** Dataset content **

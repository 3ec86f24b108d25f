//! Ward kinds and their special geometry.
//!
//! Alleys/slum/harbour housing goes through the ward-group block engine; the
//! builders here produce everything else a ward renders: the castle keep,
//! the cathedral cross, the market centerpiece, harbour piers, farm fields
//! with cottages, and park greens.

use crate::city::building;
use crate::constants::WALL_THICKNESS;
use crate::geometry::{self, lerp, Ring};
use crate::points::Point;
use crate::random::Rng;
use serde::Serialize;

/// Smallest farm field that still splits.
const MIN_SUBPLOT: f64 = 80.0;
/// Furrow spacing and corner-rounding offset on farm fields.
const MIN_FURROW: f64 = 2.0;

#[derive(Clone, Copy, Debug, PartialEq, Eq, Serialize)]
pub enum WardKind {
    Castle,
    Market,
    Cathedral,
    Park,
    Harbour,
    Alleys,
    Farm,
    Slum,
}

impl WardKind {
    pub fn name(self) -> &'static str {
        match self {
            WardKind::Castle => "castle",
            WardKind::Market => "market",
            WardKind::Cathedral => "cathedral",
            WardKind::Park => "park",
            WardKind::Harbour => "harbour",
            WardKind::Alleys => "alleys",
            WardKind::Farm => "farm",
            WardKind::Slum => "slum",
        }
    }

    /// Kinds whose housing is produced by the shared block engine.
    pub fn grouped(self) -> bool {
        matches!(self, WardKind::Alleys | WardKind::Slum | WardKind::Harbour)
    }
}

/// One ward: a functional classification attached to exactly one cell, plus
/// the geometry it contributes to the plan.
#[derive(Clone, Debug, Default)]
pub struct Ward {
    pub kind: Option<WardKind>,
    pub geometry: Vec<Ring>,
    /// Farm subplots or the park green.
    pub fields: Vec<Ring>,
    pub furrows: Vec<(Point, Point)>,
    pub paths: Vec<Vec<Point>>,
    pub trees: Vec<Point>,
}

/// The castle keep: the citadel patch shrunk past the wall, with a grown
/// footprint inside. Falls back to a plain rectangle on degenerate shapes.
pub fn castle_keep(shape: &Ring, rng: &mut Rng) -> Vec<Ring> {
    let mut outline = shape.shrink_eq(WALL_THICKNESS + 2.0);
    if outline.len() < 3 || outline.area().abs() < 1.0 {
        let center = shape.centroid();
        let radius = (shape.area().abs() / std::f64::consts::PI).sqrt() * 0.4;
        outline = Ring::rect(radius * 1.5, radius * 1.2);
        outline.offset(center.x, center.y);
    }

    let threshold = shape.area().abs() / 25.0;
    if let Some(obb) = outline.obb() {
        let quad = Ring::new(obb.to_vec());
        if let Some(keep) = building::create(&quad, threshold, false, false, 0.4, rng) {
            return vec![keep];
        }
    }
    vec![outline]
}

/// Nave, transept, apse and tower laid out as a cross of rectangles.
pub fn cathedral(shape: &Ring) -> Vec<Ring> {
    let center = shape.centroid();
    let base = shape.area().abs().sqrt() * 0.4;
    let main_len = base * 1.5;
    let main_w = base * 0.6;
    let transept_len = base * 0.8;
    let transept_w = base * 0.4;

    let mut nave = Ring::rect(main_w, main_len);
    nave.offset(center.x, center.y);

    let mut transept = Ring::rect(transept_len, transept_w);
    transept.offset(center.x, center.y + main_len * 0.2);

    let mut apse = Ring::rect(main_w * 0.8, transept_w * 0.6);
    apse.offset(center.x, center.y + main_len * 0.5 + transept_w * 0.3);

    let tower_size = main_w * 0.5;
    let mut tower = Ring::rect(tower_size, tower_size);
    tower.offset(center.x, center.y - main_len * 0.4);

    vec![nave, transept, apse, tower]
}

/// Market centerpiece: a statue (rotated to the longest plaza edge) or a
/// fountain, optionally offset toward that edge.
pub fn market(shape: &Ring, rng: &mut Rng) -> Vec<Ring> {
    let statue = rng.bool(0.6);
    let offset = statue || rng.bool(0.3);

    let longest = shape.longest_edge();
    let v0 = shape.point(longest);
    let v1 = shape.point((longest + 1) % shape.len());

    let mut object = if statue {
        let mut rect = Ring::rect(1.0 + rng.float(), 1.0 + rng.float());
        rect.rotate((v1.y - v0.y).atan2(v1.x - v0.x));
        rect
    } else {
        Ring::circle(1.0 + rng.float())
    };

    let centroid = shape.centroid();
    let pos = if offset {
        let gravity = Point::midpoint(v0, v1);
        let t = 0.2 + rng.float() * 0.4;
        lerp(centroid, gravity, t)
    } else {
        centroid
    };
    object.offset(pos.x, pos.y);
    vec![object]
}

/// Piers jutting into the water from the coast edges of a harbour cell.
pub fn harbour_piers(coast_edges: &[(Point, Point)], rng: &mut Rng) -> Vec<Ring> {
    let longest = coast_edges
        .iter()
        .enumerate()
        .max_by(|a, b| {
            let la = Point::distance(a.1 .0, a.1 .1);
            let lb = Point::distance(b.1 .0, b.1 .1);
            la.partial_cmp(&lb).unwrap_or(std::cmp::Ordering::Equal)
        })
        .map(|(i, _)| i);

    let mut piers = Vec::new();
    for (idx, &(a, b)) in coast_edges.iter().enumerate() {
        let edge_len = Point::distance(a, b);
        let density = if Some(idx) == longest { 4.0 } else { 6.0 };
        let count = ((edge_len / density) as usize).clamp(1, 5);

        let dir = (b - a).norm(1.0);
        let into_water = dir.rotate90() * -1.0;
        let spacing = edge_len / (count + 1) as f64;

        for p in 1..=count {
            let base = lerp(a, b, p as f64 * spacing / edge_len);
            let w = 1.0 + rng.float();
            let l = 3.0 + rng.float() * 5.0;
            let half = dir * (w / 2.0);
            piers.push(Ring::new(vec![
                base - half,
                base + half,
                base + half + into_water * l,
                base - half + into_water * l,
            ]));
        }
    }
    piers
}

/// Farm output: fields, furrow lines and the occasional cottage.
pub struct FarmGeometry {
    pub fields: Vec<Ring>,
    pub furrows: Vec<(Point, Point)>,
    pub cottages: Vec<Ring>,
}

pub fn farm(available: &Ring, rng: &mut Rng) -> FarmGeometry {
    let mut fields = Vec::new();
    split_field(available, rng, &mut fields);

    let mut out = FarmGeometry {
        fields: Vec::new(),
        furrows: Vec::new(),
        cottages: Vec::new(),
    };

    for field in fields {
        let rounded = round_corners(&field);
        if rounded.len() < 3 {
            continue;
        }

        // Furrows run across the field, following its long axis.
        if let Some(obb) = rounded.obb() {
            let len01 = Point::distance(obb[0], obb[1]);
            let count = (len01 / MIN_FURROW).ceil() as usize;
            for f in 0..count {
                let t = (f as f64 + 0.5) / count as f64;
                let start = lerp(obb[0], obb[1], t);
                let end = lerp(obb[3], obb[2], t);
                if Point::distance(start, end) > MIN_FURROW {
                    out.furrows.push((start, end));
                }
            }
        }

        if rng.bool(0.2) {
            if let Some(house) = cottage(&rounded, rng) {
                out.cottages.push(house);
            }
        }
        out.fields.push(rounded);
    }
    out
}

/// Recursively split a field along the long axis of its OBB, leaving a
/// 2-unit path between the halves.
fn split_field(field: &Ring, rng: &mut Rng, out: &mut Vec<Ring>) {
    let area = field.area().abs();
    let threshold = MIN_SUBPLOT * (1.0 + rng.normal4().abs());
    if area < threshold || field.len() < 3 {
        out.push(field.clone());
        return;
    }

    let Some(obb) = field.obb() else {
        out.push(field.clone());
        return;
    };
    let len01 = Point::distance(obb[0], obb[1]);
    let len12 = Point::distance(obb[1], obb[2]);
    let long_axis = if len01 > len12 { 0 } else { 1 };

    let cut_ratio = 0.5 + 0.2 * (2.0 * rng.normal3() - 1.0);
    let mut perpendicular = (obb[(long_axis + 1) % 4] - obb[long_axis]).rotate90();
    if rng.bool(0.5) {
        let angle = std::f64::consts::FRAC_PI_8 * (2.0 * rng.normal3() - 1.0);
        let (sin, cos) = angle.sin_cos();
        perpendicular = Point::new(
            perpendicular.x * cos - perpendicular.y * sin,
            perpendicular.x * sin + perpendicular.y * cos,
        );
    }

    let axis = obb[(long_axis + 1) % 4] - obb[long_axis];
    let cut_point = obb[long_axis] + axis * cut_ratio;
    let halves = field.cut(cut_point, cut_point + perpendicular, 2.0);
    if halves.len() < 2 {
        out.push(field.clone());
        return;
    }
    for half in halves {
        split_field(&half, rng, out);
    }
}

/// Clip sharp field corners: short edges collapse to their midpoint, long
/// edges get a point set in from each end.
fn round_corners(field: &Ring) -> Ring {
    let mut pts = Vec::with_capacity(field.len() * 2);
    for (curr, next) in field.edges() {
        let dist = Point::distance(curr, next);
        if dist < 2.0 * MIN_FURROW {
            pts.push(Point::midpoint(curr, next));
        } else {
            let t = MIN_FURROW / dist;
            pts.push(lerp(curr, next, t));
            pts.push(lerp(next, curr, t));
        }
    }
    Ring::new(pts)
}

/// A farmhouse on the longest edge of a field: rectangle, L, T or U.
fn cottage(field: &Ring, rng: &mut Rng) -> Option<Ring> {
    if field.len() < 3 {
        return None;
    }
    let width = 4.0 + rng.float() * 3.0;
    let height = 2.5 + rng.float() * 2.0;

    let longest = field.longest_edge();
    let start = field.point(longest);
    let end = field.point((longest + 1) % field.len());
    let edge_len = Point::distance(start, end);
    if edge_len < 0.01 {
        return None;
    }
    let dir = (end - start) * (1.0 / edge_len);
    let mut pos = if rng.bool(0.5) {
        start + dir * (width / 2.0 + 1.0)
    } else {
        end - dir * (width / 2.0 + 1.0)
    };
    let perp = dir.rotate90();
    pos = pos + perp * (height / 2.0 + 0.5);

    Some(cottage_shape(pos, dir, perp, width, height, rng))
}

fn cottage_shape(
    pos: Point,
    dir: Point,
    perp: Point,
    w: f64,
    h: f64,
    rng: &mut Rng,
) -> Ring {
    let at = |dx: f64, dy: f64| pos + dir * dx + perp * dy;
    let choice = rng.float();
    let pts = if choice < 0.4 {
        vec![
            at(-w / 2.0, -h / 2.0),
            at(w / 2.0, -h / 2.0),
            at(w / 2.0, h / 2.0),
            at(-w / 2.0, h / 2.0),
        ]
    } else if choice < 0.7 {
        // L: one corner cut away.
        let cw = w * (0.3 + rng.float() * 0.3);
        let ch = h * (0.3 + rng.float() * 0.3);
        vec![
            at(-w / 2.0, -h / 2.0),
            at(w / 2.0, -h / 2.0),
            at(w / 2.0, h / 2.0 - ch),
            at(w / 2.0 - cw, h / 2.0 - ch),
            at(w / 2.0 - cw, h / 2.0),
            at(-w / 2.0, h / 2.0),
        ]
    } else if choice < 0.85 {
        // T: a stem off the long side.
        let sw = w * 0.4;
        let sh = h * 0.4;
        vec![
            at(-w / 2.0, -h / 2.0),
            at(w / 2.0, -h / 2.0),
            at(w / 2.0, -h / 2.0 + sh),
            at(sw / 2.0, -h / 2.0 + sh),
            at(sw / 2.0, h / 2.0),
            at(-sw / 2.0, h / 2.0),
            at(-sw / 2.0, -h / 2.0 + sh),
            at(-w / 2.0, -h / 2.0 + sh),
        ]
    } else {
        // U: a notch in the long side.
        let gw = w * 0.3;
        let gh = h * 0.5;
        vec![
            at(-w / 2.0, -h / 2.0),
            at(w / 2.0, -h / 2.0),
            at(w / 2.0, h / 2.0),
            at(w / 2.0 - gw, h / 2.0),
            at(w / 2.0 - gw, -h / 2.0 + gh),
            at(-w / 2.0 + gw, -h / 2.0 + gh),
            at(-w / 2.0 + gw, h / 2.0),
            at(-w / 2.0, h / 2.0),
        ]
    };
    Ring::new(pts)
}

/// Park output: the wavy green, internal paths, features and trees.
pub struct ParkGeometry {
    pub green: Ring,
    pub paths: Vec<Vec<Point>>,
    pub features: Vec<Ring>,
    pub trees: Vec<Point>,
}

---

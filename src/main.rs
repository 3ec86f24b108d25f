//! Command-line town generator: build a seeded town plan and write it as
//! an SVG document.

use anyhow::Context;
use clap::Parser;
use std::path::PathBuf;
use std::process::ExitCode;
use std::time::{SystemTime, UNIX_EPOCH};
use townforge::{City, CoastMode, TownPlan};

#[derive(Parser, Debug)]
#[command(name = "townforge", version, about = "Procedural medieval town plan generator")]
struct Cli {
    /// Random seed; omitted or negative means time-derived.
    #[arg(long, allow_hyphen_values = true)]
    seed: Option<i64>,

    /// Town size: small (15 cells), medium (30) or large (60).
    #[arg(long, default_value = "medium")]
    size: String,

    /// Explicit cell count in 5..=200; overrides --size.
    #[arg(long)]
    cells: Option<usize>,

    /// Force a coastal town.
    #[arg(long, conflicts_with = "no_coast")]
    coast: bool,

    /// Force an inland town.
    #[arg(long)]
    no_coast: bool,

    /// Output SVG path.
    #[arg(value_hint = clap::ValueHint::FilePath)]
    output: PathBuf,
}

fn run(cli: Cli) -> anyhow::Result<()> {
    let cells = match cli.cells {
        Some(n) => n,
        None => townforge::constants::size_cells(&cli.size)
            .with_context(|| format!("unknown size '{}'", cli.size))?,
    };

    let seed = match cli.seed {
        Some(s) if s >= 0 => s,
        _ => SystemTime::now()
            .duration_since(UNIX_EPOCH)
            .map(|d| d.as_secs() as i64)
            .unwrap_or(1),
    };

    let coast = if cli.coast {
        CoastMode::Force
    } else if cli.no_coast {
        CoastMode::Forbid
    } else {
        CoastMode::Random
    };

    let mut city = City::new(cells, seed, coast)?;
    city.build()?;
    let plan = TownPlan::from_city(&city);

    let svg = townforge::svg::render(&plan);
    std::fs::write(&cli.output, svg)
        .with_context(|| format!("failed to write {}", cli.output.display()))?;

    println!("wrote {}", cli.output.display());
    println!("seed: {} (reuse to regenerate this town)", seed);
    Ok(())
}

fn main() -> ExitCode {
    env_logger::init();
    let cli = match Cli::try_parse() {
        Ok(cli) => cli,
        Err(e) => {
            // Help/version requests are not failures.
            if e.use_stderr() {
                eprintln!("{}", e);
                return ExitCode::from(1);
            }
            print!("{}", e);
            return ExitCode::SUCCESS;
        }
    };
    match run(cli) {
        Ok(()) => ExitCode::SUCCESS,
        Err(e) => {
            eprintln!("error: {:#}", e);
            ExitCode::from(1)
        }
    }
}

** What you are asked to do **
Above are the entries. Output exactly the lines beginning with the line that has "apse.offset(center.x, center.y +" and ending with the line that has "let t = 0.2 + rng.float() * 0.4;".

** Written solution **
    apse.offset(center.x, center.y + main_len * 0.5 + transept_w * 0.3);

    let tower_size = main_w * 0.5;
    let mut tower = Ring::rect(tower_size, tower_size);
    tower.offset(center.x, center.y - main_len * 0.4);

    vec![nave, transept, apse, tower]
}

/// Market centerpiece: a statue (rotated to the longest plaza edge) or a
/// fountain, optionally offset toward that edge.
pub fn market(shape: &Ring, rng: &mut Rng) -> Vec<Ring> {
    let statue = rng.bool(0.6);
    let offset = statue || rng.bool(0.3);

    let longest = shape.longest_edge();
    let v0 = shape.point(longest);
    let v1 = shape.point((longest + 1) % shape.len());

    let mut object = if statue {
        let mut rect = Ring::rect(1.0 + rng.float(), 1.0 + rng.float());
        rect.rotate((v1.y - v0.y).atan2(v1.x - v0.x));
        rect
    } else {
        Ring::circle(1.0 + rng.float())
    };

    let centroid = shape.centroid();
    let pos = if offset {
        let gravity = Point::midpoint(v0, v1);
        let t = 0.2 + rng.float() * 0.4;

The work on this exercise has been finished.